Unfortunately, I can not apply a similar fix to our Python transforms without checking in the secret file to the repo, which I am not willing to do. The secret in question is provided by Google to authenticate signed requests for service users.

Please see what may have changed to cause this error in both our Python transforms and our TypeScript functions. They both retrieve the secrets from the same REST API source, which is why I am blaming a change in that layer of Foundry.

jett · May 24, 2025, 7:11pm

Hello, apologies for the trouble here. We’ve recently introduced a change to no longer escape secrets that are loaded from sources when used in code in order to more accurately reflect the values entered into Data Connection.

It looks like you were previously doing some manual unescaping here:

json.loads(secret.encode().decode("unicode_escape").strip('"'))

You should now be able to load your secrets with:

json.loads(secret)

Can you let me know if this fixes the issue for you?

CodeStrap · May 25, 2025, 3:31pm

Thanks for the reply Jett. I will attempt to implement it today.

CodeStrap · May 29, 2025, 1:57am

I refactored this function:

def get_credentials_from_secret(google_connection_source, logger, subject_email):
    # Retrieve the secret JSON string containing Google service account credentials
    secret_json = google_connection_source.get_secret("additionalSecretJsonSecret")

    # Decode the JSON string to handle escape characters and strip quotes
    decoded_string = secret_json.encode().decode("unicode_escape").strip('"')

    # Load the decoded string into a JSON object (dictionary)
    json_data = json.loads(decoded_string)

    # Create credentials using the JSON data and specify the required scopes
    credentials = service_account.Credentials.from_service_account_info(
        json_data,
        scopes=["https://www.googleapis.com/auth/gmail.readonly"],
        subject=subject_email,
    )

    return credentials

To this:

def get_credentials_from_secret(google_connection_source, logger, subject_email):
    # Retrieve the secret JSON string containing Google service account credentials
    secret_json = google_connection_source.get_secret("additionalSecretJsonSecret")
    
    # Load the decoded string into a JSON object (dictionary)
    json_data = json.loads(secret_json)

    # Create credentials using the JSON data and specify the required scopes
    credentials = service_account.Credentials.from_service_account_info(
        json_data,
        scopes=["https://www.googleapis.com/auth/gmail.readonly"],
        subject=subject_email,
    )

    return credentials

And this code:

def compute(ctx, raw_meeting_transcripts, google_connection_source):
    """Main transform function to collect and store transcripts."""
    logger.info("Starting transcript collection")

    # Initialize credentials first
    secret = google_connection_source.get_secret("additionalSecretJsonSecret")
    creds = service_account.Credentials.from_service_account_info(
        json.loads(secret.encode().decode("unicode_escape").strip('"')),
        scopes=["https://www.googleapis.com/auth/drive"],
    )

To this:

def compute(ctx, raw_meeting_transcripts, google_connection_source):
    """Main transform function to collect and store transcripts."""
    logger.info("Starting transcript collection")

    # Initialize credentials first
    secret = google_connection_source.get_secret("additionalSecretJsonSecret")
    creds = service_account.Credentials.from_service_account_info(
        json.loads(secret),
        scopes=["https://www.googleapis.com/auth/drive"],
    )

Running build now.

CodeStrap · May 29, 2025, 2:09am

Looks like the fixed worked!
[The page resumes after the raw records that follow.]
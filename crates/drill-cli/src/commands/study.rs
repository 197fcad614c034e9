//! `drill study`: the interactive session and its teardown.
//!
//! The prompt loop blocks on stdin, so it runs on the blocking pool while the
//! handler waits on either its completion or Ctrl-C. Both paths end in the
//! same teardown: one commit of whatever outcomes were recorded.

use std::io::BufRead;
use std::sync::{Arc, Mutex};

use anyhow::Context;
use drill_config::MediaConfig;
use drill_core::entities::StudyItem;
use drill_core::responses::SessionSummary;
use drill_core::session::SessionState;
use tokio::task::JoinHandle;

use crate::cli::GlobalFlags;
use crate::context::AppContext;
use crate::output::output;
use crate::prompt;

/// Exit status after an interrupted session, as for SIGINT.
const INTERRUPTED_EXIT_CODE: i32 = 130;

/// Handle `drill study`.
pub async fn handle(ctx: &mut AppContext, flags: &GlobalFlags) -> anyhow::Result<()> {
    let queue = ctx.queue()?;
    if queue.is_empty() {
        ctx.persist_registrations()?;
        if !flags.quiet {
            eprintln!("nothing to study: every point is hidden or above the threshold");
        }
        return output(&SessionSummary::default(), flags.format);
    }
    if !flags.quiet {
        eprintln!("{} of {} points scheduled", queue.len(), ctx.items.len());
    }

    let state = Arc::new(Mutex::new(SessionState::new(&queue)));
    let mut session = spawn_prompt_loop(
        queue,
        ctx.config.media.clone(),
        Arc::clone(&state),
        std::io::BufReader::new(std::io::stdin()),
    );

    let (interrupted, loop_result) = tokio::select! {
        joined = &mut session => {
            let result = joined.context("study loop panicked")?;
            (false, result)
        }
        signal = tokio::signal::ctrl_c() => {
            signal.context("failed to listen for ctrl-c")?;
            tracing::warn!("interrupted; saving recorded outcomes");
            (true, Ok(()))
        }
    };

    let (updates, summary) = {
        let state = state
            .lock()
            .map_err(|_| anyhow::anyhow!("session state lock poisoned"))?;
        (state.updates(), state.summary())
    };
    tracing::debug!(seen = updates.len(), "session finished");

    ctx.commit_session(&updates)?;
    println!();
    output(&summary, flags.format)?;

    if interrupted {
        // The prompt thread is still blocked on stdin and would hold the
        // runtime open.
        std::process::exit(INTERRUPTED_EXIT_CODE);
    }
    loop_result
}

/// Run the prompt loop on the blocking pool.
///
/// Output goes through an unlocked `Stdout`, which locks per write. Holding
/// the lock across the whole loop would block the teardown's own output while
/// the loop waits on `input`.
fn spawn_prompt_loop<R>(
    queue: Vec<StudyItem>,
    media: MediaConfig,
    state: Arc<Mutex<SessionState>>,
    mut input: R,
) -> JoinHandle<anyhow::Result<()>>
where
    R: BufRead + Send + 'static,
{
    tokio::task::spawn_blocking(move || {
        let mut output = std::io::stdout();
        prompt::run_session(&queue, &media, &state, &mut input, &mut output)
    })
}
Thank you again. Hyrums Law: “With a sufficient number of users of an API, it does not matter what you promise in the contract: all observable behaviors of your system will be depended on by somebody.”

jett · May 29, 2025, 3:38pm

Glad you were able to get things working!
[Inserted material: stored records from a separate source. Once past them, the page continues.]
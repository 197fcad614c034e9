use std::path::PathBuf;

use clap::{Args, Subcommand};
use drill_config::ConfigOverrides;

/// Top-level command tree.
#[derive(Clone, Debug, Subcommand)]
pub enum Commands {
    /// Study the scheduled points interactively.
    Study(SourceArgs),
    /// Assign identifiers to new questions and register them in the store.
    Sync(SourceArgs),
    /// Print the study queue without starting a session.
    Queue(SourceArgs),
    /// Per-point attempt statistics.
    Stats(SourceArgs),
    /// List uncertainty lines grouped by file.
    Uncertain(SourceArgs),
    /// Print the JSON Schema of the metadata store document.
    Schema,
}

impl Commands {
    /// Source and scheduling arguments of the command, if it takes any.
    #[must_use]
    pub const fn source_args(&self) -> Option<&SourceArgs> {
        match self {
            Self::Study(args)
            | Self::Sync(args)
            | Self::Queue(args)
            | Self::Stats(args)
            | Self::Uncertain(args) => Some(args),
            Self::Schema => None,
        }
    }
}

/// Arguments shared by every command that compiles study sets.
#[derive(Clone, Debug, Default, Args)]
pub struct SourceArgs {
    /// Study-set files or directories (replaces `sources` from config)
    pub paths: Vec<PathBuf>,

    /// Include points marked hidden
    #[arg(long)]
    pub show_hidden: bool,

    /// Success-rate threshold above which well-known points are skipped
    #[arg(long, value_parser = parse_threshold)]
    pub threshold: Option<f64>,

    /// Metadata store location
    #[arg(long)]
    pub store: Option<PathBuf>,

    /// Directory media paths are resolved against
    #[arg(long)]
    pub media_root: Option<PathBuf>,
}

impl SourceArgs {
    #[must_use]
    pub fn overrides(&self) -> ConfigOverrides {
        ConfigOverrides {
            show_hidden: self.show_hidden,
            threshold: self.threshold,
            store_path: self.store.clone(),
            media_root: self.media_root.clone(),
            sources: self.paths.clone(),
        }
    }
}

fn parse_threshold(value: &str) -> Result<f64, String> {
    let threshold: f64 = value
        .parse()
        .map_err(|_| format!("'{value}' is not a number"))?;
    if (0.0..=1.0).contains(&threshold) {
        Ok(threshold)
    } else {
        Err(format!("{threshold} is outside [0, 1]"))
    }
}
I’d like to apologize again for the disruption and thank you for flagging it. We recognize that breaking changes are unacceptable and can interrupt critical workflows. Following this incident, we are introducing stricter processes around performing upgrades and changes like this in the future. We can and will be more vigilant about making sure our users don’t end up in these situations in the future.